Problem statement: Among the entries below, one stretch runs from the line that contains "use crate::models::dashboard::DashboardForm;" through the line that contains "with each form.". Repeat that stretch exactly, ends included, and only that.

___

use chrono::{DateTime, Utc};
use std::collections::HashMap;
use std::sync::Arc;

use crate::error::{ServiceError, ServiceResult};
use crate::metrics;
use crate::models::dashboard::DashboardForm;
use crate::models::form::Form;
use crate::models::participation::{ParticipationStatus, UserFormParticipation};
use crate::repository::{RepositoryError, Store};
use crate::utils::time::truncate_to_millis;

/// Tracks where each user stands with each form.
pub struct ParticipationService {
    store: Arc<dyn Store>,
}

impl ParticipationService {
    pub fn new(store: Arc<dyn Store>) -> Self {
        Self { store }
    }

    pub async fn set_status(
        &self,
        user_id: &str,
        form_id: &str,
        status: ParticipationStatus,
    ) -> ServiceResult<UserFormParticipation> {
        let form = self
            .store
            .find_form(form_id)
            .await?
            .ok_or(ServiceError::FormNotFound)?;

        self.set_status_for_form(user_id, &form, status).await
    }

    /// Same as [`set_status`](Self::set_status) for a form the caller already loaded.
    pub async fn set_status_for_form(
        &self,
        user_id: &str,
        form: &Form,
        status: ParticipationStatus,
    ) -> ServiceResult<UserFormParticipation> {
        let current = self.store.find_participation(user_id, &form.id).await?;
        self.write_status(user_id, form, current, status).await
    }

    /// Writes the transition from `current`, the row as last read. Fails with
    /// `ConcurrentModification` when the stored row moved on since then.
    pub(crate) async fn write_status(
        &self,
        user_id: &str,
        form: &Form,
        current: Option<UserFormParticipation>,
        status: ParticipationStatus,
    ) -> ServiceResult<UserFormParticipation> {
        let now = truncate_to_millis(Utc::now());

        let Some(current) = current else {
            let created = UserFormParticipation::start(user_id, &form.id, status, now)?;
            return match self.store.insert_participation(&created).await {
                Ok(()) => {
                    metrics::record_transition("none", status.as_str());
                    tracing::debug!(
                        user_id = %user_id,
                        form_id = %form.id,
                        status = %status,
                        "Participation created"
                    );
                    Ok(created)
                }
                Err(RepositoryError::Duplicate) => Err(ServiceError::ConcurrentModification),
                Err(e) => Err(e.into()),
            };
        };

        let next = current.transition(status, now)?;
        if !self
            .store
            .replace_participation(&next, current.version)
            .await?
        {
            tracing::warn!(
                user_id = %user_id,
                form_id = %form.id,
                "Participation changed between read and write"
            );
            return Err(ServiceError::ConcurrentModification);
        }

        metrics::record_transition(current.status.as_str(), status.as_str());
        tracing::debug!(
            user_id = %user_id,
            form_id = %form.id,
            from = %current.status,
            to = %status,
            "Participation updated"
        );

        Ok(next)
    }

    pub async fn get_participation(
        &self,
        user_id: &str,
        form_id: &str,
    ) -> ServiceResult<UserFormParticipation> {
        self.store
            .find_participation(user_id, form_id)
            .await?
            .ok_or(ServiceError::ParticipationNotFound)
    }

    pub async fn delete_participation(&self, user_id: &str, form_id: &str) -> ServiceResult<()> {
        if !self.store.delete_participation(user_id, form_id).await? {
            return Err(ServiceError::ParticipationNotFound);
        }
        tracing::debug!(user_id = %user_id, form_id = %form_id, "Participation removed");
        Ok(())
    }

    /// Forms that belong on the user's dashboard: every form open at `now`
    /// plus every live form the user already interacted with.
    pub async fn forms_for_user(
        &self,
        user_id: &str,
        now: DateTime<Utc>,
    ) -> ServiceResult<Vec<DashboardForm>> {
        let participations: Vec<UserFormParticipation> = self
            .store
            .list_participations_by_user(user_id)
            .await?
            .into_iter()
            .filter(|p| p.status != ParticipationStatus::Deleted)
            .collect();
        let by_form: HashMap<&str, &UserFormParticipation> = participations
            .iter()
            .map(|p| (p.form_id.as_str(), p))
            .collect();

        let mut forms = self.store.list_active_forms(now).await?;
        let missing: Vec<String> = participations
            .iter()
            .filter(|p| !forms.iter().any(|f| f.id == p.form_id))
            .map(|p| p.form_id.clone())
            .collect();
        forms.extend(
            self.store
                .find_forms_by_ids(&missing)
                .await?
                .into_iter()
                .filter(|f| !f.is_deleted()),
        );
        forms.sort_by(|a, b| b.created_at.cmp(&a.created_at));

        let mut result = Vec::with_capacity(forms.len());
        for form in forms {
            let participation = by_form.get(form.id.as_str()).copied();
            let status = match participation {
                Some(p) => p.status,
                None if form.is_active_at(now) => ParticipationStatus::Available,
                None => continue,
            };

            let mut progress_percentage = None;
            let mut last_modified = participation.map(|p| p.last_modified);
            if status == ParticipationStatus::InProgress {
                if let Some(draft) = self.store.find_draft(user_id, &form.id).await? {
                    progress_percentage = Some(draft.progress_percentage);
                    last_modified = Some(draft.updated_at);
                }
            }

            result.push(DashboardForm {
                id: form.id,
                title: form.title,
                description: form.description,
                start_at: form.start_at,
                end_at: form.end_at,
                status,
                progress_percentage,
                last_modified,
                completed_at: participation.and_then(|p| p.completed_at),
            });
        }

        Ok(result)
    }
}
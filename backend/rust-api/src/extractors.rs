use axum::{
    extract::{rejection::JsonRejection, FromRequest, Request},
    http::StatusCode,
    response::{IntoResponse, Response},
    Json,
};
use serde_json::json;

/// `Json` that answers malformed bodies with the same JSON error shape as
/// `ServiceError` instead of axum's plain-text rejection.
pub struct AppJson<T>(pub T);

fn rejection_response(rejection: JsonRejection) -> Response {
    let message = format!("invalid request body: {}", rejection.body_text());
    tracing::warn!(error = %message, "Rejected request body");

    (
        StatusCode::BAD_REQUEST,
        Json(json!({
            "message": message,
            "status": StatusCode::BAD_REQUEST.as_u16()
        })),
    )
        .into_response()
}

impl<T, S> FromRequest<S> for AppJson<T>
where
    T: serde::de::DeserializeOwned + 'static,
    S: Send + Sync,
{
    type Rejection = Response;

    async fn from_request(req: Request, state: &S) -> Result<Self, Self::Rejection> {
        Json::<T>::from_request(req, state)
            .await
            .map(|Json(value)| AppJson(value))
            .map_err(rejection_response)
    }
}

___

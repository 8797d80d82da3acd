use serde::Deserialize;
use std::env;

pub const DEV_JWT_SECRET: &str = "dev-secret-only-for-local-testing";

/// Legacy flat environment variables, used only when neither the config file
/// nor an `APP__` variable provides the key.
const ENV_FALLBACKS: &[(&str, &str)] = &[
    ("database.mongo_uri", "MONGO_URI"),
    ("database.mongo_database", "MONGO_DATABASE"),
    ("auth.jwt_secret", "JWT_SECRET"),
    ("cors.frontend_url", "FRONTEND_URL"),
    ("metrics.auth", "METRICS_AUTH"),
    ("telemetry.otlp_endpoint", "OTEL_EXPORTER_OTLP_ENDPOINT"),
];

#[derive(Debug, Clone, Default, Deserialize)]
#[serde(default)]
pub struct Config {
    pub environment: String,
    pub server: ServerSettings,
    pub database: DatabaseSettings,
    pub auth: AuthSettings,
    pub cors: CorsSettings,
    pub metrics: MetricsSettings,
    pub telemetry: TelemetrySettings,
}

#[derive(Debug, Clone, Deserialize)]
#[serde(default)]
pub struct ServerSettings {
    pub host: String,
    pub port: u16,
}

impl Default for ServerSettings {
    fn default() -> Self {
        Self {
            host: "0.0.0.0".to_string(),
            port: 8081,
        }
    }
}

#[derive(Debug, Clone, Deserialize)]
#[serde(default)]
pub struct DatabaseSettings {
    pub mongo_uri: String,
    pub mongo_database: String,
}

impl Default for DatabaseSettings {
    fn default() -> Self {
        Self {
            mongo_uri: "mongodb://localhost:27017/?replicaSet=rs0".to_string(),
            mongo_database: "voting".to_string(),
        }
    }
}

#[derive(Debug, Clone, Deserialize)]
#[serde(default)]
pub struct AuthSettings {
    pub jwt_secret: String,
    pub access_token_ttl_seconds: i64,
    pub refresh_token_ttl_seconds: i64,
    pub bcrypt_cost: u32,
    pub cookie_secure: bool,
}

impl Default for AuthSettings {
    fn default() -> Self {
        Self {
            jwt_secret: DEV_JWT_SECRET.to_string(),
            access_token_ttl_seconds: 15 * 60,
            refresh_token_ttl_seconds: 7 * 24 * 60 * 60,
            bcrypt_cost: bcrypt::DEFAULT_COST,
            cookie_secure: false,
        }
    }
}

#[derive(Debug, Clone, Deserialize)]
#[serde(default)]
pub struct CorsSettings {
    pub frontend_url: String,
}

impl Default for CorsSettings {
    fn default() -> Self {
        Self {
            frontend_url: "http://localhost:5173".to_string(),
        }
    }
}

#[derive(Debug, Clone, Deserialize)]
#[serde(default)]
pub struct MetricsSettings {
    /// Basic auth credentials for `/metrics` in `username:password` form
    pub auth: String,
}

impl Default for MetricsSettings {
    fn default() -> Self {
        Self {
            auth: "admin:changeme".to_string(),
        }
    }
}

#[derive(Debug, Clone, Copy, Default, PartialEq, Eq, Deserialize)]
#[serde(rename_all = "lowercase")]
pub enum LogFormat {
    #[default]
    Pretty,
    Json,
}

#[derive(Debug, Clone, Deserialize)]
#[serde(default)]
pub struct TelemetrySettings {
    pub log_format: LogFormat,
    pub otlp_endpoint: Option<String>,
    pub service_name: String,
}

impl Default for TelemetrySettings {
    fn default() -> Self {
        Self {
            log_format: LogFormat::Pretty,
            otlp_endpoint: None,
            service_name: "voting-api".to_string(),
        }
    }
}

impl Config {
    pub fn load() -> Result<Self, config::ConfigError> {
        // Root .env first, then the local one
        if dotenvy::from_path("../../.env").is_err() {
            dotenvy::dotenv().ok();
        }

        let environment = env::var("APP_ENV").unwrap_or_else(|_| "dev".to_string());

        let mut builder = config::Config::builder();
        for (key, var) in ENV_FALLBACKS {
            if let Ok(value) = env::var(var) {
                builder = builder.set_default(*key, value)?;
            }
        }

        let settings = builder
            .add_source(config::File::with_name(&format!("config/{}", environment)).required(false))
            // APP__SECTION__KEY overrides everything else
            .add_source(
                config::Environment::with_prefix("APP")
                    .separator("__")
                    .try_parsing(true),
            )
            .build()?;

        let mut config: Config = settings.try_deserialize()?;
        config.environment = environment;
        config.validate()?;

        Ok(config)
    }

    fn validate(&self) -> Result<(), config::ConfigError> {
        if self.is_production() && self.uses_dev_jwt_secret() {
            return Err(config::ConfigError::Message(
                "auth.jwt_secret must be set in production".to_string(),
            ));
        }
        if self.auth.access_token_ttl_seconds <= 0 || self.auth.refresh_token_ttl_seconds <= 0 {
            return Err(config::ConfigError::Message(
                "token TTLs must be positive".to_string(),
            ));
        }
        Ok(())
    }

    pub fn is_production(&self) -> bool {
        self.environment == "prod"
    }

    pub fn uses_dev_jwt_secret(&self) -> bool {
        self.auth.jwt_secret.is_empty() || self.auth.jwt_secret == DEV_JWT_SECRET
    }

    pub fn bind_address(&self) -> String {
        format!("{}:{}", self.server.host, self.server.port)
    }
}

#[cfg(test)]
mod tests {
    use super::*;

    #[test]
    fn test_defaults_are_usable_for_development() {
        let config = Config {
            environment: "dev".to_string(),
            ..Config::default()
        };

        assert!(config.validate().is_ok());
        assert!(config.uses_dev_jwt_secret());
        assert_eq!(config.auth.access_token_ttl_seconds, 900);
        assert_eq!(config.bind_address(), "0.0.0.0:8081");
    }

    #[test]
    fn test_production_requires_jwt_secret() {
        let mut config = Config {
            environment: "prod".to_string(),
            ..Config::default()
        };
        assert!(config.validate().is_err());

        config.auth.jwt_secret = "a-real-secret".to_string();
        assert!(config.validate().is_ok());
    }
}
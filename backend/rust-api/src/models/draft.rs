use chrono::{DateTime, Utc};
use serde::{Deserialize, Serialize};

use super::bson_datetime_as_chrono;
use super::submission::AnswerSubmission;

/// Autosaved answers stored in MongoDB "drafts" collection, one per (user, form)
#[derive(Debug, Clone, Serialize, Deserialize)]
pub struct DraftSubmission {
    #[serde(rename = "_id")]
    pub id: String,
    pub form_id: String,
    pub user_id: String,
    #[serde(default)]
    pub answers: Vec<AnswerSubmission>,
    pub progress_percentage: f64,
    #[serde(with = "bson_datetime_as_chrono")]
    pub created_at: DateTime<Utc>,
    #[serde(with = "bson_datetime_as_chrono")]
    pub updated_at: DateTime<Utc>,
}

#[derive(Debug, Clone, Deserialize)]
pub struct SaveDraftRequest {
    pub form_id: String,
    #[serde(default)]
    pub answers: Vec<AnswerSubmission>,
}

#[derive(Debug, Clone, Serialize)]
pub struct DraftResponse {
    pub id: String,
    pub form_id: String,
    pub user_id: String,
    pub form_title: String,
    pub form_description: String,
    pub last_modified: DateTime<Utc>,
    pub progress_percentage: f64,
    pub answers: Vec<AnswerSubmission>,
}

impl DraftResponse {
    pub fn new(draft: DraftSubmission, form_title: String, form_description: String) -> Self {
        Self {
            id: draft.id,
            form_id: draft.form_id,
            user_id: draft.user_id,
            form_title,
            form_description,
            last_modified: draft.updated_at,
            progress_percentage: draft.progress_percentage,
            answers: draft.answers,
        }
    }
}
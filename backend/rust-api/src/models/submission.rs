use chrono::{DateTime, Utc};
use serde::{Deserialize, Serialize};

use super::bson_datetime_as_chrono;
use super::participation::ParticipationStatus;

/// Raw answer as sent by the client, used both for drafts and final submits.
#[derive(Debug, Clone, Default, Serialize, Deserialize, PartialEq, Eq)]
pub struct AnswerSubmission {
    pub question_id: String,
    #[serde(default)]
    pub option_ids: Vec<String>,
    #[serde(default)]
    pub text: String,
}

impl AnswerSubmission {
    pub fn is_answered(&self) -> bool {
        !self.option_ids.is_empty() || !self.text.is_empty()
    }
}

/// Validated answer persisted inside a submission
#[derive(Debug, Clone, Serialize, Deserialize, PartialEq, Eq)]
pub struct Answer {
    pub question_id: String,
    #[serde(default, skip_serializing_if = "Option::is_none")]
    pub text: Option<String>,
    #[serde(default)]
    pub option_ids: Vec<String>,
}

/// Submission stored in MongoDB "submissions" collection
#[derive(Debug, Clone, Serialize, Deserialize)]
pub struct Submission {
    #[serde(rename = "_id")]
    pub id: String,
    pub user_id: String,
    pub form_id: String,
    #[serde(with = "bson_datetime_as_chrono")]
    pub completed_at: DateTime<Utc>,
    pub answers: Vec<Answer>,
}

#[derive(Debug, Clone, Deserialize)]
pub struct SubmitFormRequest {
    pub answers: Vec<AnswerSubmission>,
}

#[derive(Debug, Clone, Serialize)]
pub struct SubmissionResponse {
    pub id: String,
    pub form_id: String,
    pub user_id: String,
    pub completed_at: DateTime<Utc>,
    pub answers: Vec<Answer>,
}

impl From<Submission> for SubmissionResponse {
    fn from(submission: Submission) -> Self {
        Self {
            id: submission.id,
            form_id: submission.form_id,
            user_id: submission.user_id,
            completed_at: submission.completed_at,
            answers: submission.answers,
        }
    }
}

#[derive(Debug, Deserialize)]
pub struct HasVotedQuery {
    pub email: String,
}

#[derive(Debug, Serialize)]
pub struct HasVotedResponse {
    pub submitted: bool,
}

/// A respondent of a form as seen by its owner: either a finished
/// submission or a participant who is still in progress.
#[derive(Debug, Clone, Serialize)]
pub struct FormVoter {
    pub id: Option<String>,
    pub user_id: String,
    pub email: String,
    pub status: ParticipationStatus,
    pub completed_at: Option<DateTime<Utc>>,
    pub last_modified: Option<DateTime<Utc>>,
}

___

Answer below:
use crate::models::dashboard::DashboardForm;
use crate::models::form::Form;
use crate::models::participation::{ParticipationStatus, UserFormParticipation};
use crate::repository::{RepositoryError, Store};
use crate::utils::time::truncate_to_millis;

/// Tracks where each user stands with each form.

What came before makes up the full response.